Wenn Banden versuchten, auf das Territorium des Staates vorzudringen, wurden sie unschädlich gemacht. Im Jahre 1994 wurde Otari Kwantrischwili getötet. Es ist anzunehmen, dass dies geschah, weil  er Öl, Holz und Metall exportierte und plante in die Politik zu gehen.

Otari Kwantrischwili

Kwantrischwili hatte Freunde in hohen Positionen und konnte nicht einfach verhaftet werden. Deswegen besteht der Verdacht, dass der “Weiße Pfeil” eingriff.

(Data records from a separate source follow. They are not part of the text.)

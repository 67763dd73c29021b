// ==========================================
// 考勤导入系统 - 行分类器
// ==========================================
// 职责: 数据行 → AttendanceRecord（出勤判定 + 工时来源回退）
// ==========================================
// 出勤规则: Regular(H) > 0 或 Worked Hours 非空
//           Total Hours 不参与出勤判定,只参与工时回退
// 工时回退（首个命中即停止）:
//   1. Regular(H) > 0       → Regular(H) 数值
//   2. Worked Hours 非空    → Worked Hours 解析为小时
//   3. Total Hours 非空     → Total Hours 解析为小时
//   4. 其他                 → 0, 来源 None
// 注意: Worked Hours 为 "0:00" 时 出勤=true 且 工时=0,保持原样
// ==========================================

use crate::domain::attendance::{AttendanceRecord, CellValue};
use crate::domain::types::{ColumnKey, HoursSource};
use crate::importer::column_mapper::ColumnMap;
use crate::importer::value_parser::{is_not_empty, parse_time_string_to_decimal, safe_float};
use tracing::trace;

/// 工时回退规则（按优先级排列）
pub const HOURS_RULES: [HoursSource; 4] = [
    HoursSource::RegularH,
    HoursSource::WorkedHours,
    HoursSource::TotalHours,
    HoursSource::None,
];

// ==========================================
// HourFields - 一行的三个工时原始值
// ==========================================
#[derive(Debug, Clone, Copy)]
pub struct HourFields<'a> {
    pub regular_h: &'a CellValue,
    pub worked_hours: &'a CellValue,
    pub total_hours: &'a CellValue,
}

impl<'a> HourFields<'a> {
    /// 出勤判定
    pub fn is_present(&self) -> bool {
        safe_float(self.regular_h) > 0.0 || is_not_empty(self.worked_hours)
    }

    /// 单条规则求值（不命中 → None）
    pub fn apply(&self, rule: HoursSource) -> Option<f64> {
        match rule {
            HoursSource::RegularH => {
                let value = safe_float(self.regular_h);
                (value > 0.0).then_some(value)
            }
            HoursSource::WorkedHours => is_not_empty(self.worked_hours)
                .then(|| parse_time_string_to_decimal(self.worked_hours)),
            HoursSource::TotalHours => is_not_empty(self.total_hours)
                .then(|| parse_time_string_to_decimal(self.total_hours)),
            HoursSource::None => Some(0.0),
        }
    }

    /// 按 HOURS_RULES 顺序回退,返回 (actual_hours, source)
    pub fn resolve_hours(&self) -> (f64, HoursSource) {
        HOURS_RULES
            .iter()
            .find_map(|rule| self.apply(*rule).map(|hours| (hours, *rule)))
            .unwrap_or((0.0, HoursSource::None))
    }
}

// ==========================================
// RowClassifier
// ==========================================
pub struct RowClassifier<'m> {
    columns: &'m ColumnMap,
    unknown_label: String,
}

impl<'m> RowClassifier<'m> {
    pub fn new(columns: &'m ColumnMap, unknown_label: impl Into<String>) -> Self {
        Self {
            columns,
            unknown_label: unknown_label.into(),
        }
    }

    /// 分类一行
    ///
    /// # 参数
    /// - row: 数据行
    /// - row_number: 源表行号（1 起,审计用）
    ///
    /// # 返回
    /// - Some(record): 有效数据行
    /// - None: empId 与 date 均为空（页脚/空行,直接跳过）
    pub fn classify(&self, row: &[CellValue], row_number: usize) -> Option<AttendanceRecord> {
        let emp_id = self.columns.cell(row, ColumnKey::EmpId);
        let date = self.columns.cell(row, ColumnKey::Date);
        if !is_not_empty(emp_id) && !is_not_empty(date) {
            trace!(row_number, "跳过空行");
            return None;
        }

        let hours = HourFields {
            regular_h: self.columns.cell(row, ColumnKey::RegularH),
            worked_hours: self.columns.cell(row, ColumnKey::WorkedHours),
            total_hours: self.columns.cell(row, ColumnKey::TotalHours),
        };
        let is_present = hours.is_present();
        let (actual_hours, source) = hours.resolve_hours();

        Some(AttendanceRecord {
            emp_id: emp_id.display(),
            name: self.identity_field(row, ColumnKey::Name),
            department: self.identity_field(row, ColumnKey::Dept),
            date: date.display(),
            clock_in: self.columns.cell(row, ColumnKey::ClockIn).display(),
            clock_out: self.columns.cell(row, ColumnKey::ClockOut).display(),
            raw_regular_h: hours.regular_h.clone(),
            raw_worked_hours: hours.worked_hours.clone(),
            raw_total_hours: hours.total_hours.clone(),
            actual_hours,
            is_present,
            source,
            row_number,
        })
    }

    // 姓名/部门: 列缺失时填 unknown_label
    fn identity_field(&self, row: &[CellValue], key: ColumnKey) -> String {
        if self.columns.is_mapped(key) {
            self.columns.cell(row, key).display()
        } else {
            self.unknown_label.clone()
        }
    }
}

Im selben Jahr wurde der Mercedes eines anderen Mafiabosses, Sergej Timofejew (auch als „Sylwestr“ bekannt) in die Luft gejagt. Zuvor war der “Geschäftsmann” in das Ölgeschäft eingestiegen.

Sergej (

Die Gangster konzentrierten sich auf kleine und mittelständische Unternehmen, wodurch dem Staat Steuereinnahmen entgingen. Angeblich löste die Spezialeinheit das Problem, in dem sie die gefährlichsten Kriminellen liquidierte.

Moderne Robin Hoods

Andere glauben, dass der Staat an der Gründung des „Weißen Pfeiles“ unbeteiligt war. Stattdessen behaupten sie, dass es sich um eine private Initiative einiger Polizeibeamter handelte, die ausufernde Korruption und Ungerechtigkeit nicht mehr länger hinnehmen wollten.

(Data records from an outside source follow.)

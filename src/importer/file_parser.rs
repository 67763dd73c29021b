// ==========================================
// 考勤导入系统 - 文件解析器实现
// ==========================================
// 职责: 文件 → RawGrid（只解码,不识别表头）
// 支持: Excel (.xlsx/.xls) / CSV (.csv),仅第一个工作表
// ==========================================

use crate::domain::attendance::{CellValue, RawGrid};
use crate::importer::error::{ImportError, ImportResult};
use crate::importer::importer_trait::GridReader;
use calamine::{open_workbook_auto, Data, ExcelDateTime, Reader};
use chrono::Timelike;
use csv::ReaderBuilder;
use std::fs::File;
use std::path::Path;
use tracing::debug;

/// 支持的扩展名
pub const SUPPORTED_EXTENSIONS: [&str; 3] = ["xlsx", "xls", "csv"];

fn extension_of(path: &Path) -> String {
    path.extension()
        .and_then(|e| e.to_str())
        .unwrap_or("")
        .to_lowercase()
}

fn ensure_exists(path: &Path) -> ImportResult<()> {
    if !path.exists() {
        return Err(ImportError::FileNotFound(path.display().to_string()));
    }
    Ok(())
}

// ==========================================
// CSV Reader 实现
// ==========================================
pub struct CsvGridReader;

impl GridReader for CsvGridReader {
    fn read_grid(&self, file_path: &Path) -> ImportResult<RawGrid> {
        ensure_exists(file_path)?;

        let ext = extension_of(file_path);
        if ext != "csv" {
            return Err(ImportError::UnsupportedFormat(ext));
        }

        let file = File::open(file_path)?;
        let mut reader = ReaderBuilder::new()
            .has_headers(false) // 表头位置未知,交给表头定位器
            .flexible(true) // 允许行长度不一致
            .from_reader(file);

        let mut rows = Vec::new();
        for result in reader.records() {
            let record = result?;
            let row: Vec<CellValue> = record
                .iter()
                .map(|value| CellValue::from(value.trim_start_matches('\u{feff}')))
                .collect();
            rows.push(row);
        }

        debug!(rows = rows.len(), "CSV 解码完成");
        Ok(RawGrid::new(rows))
    }
}

// ==========================================
// Excel Reader 实现
// ==========================================
pub struct ExcelGridReader;

impl GridReader for ExcelGridReader {
    fn read_grid(&self, file_path: &Path) -> ImportResult<RawGrid> {
        ensure_exists(file_path)?;

        let ext = extension_of(file_path);
        if ext != "xlsx" && ext != "xls" {
            return Err(ImportError::UnsupportedFormat(ext));
        }

        let mut workbook = open_workbook_auto(file_path)?;

        // 只读第一个 sheet
        let sheet_name = workbook
            .sheet_names()
            .first()
            .cloned()
            .ok_or_else(|| ImportError::EmptyWorkbook(file_path.display().to_string()))?;

        let range = workbook.worksheet_range(&sheet_name)?;

        // range 从首个非空单元格开始,补齐到工作表绝对坐标
        let (start_row, start_col) = range
            .start()
            .map(|(r, c)| (r as usize, c as usize))
            .unwrap_or((0, 0));

        let mut rows: Vec<Vec<CellValue>> = vec![Vec::new(); start_row];
        for data_row in range.rows() {
            let mut row = vec![CellValue::Empty; start_col];
            row.extend(data_row.iter().map(cell_from_excel));
            rows.push(row);
        }

        debug!(sheet = %sheet_name, rows = rows.len(), "Excel 解码完成");
        Ok(RawGrid::new(rows))
    }
}

/// calamine 单元格 → CellValue
///
/// 日期/时间单元格按显示习惯转为文本:
/// - 时长格式（[h]:mm）→ 累计 "H:MM"（可超过 24 小时）
/// - 序列值 < 1（纯时间）→ "H:MM"
/// - 零点整 → "YYYY-MM-DD"
/// - 其余 → "YYYY-MM-DD HH:MM"
fn cell_from_excel(cell: &Data) -> CellValue {
    match cell {
        Data::Empty => CellValue::Empty,
        Data::String(s) if s.is_empty() => CellValue::Empty,
        Data::String(s) => CellValue::Text(s.clone()),
        Data::Float(n) => CellValue::Number(*n),
        Data::Int(n) => CellValue::Number(*n as f64),
        Data::Bool(b) => CellValue::text(if *b { "TRUE" } else { "FALSE" }),
        Data::Error(e) => CellValue::Text(format!("#{:?}", e)),
        Data::DateTime(dt) => excel_datetime_to_text(dt)
            .map(CellValue::Text)
            .unwrap_or(CellValue::Number(dt.as_f64())),
        Data::DateTimeIso(s) => CellValue::Text(s.clone()),
        Data::DurationIso(s) => CellValue::Text(s.clone()),
    }
}

fn excel_datetime_to_text(dt: &ExcelDateTime) -> Option<String> {
    if dt.is_duration() {
        let millis = dt.as_duration()?.num_milliseconds();
        let total_minutes = (millis as f64 / 60_000.0).round() as i64;
        if total_minutes < 0 {
            return None;
        }
        return Some(format!("{}:{:02}", total_minutes / 60, total_minutes % 60));
    }

    // 1900/1904 日期系统由 calamine 处理
    let datetime = dt.as_datetime()?;
    if (0.0..1.0).contains(&dt.as_f64()) {
        return Some(datetime.format("%-H:%M").to_string());
    }
    if datetime.time().num_seconds_from_midnight() == 0 {
        Some(datetime.format("%Y-%m-%d").to_string())
    } else {
        Some(datetime.format("%Y-%m-%d %H:%M").to_string())
    }
}

// ==========================================
// 通用文件解析器（根据扩展名自动选择）
// ==========================================
pub struct UniversalGridReader;

impl GridReader for UniversalGridReader {
    fn read_grid(&self, file_path: &Path) -> ImportResult<RawGrid> {
        let ext = extension_of(file_path);
        if !SUPPORTED_EXTENSIONS.contains(&ext.as_str()) {
            return Err(ImportError::UnsupportedFormat(ext));
        }

        match ext.as_str() {
            "csv" => CsvGridReader.read_grid(file_path),
            _ => ExcelGridReader.read_grid(file_path),
        }
    }
}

Bei den Mitgliedern des “Weißen Pfeiles“ handelte es sich demnach um erfahrene Beamte der Spezialeinheiten und des FSB, die Mafiabosse jagten, an die sie mit legalen Methoden nicht herankommen konnten. Sie ließen Kriminelle spurlos verschwinden, sprengten ihre Autos, erschossen sie auf offener Straße und feierten sich dabei als moderne Robin Hoods.

Ohne Spuren

Es wird angenommen, dass der „Weiße Pfeil“ oft selbst auf die Dienste Krimineller zurückgriff. Auch der berühmte Auftragsmörder Alexander Solonik soll für die Geheimorganisation gearbeitet haben.

Alexander Solonik

Als ehemaliger Polizist hatte er nach wie vor guten Kontakt zu seinen damaligen Kollegen. In ihren Geheimoperationen hätte er von großem Nutzen sein können. 1995 entkam Solonik unter mysteriösen Umständen aus dem Gefängnis und floh nach Griechenland. Dort wurde er zwei Jahre später umgebracht.

1998 starben am selben Tag zwei Mitglieder der Kurgan-Bande im Gefängnis. Mutmaßlich hatten sie Verbindungen zum „Weißen Pfeil“ und planten, gegen die Rächer in Uniform auszusagen.

Anfang der 2000er sank die Kriminalitätsrate wieder und die Legende vom „Weißen Pfeil“ verblasste. Viele Morde an Mafiabossen bleiben aber bis heute ungelöst. Zeugen gibt es keine, weswegen man die Existenz des „Weißen Pfeils“ weder beweisen noch widerlegen kann.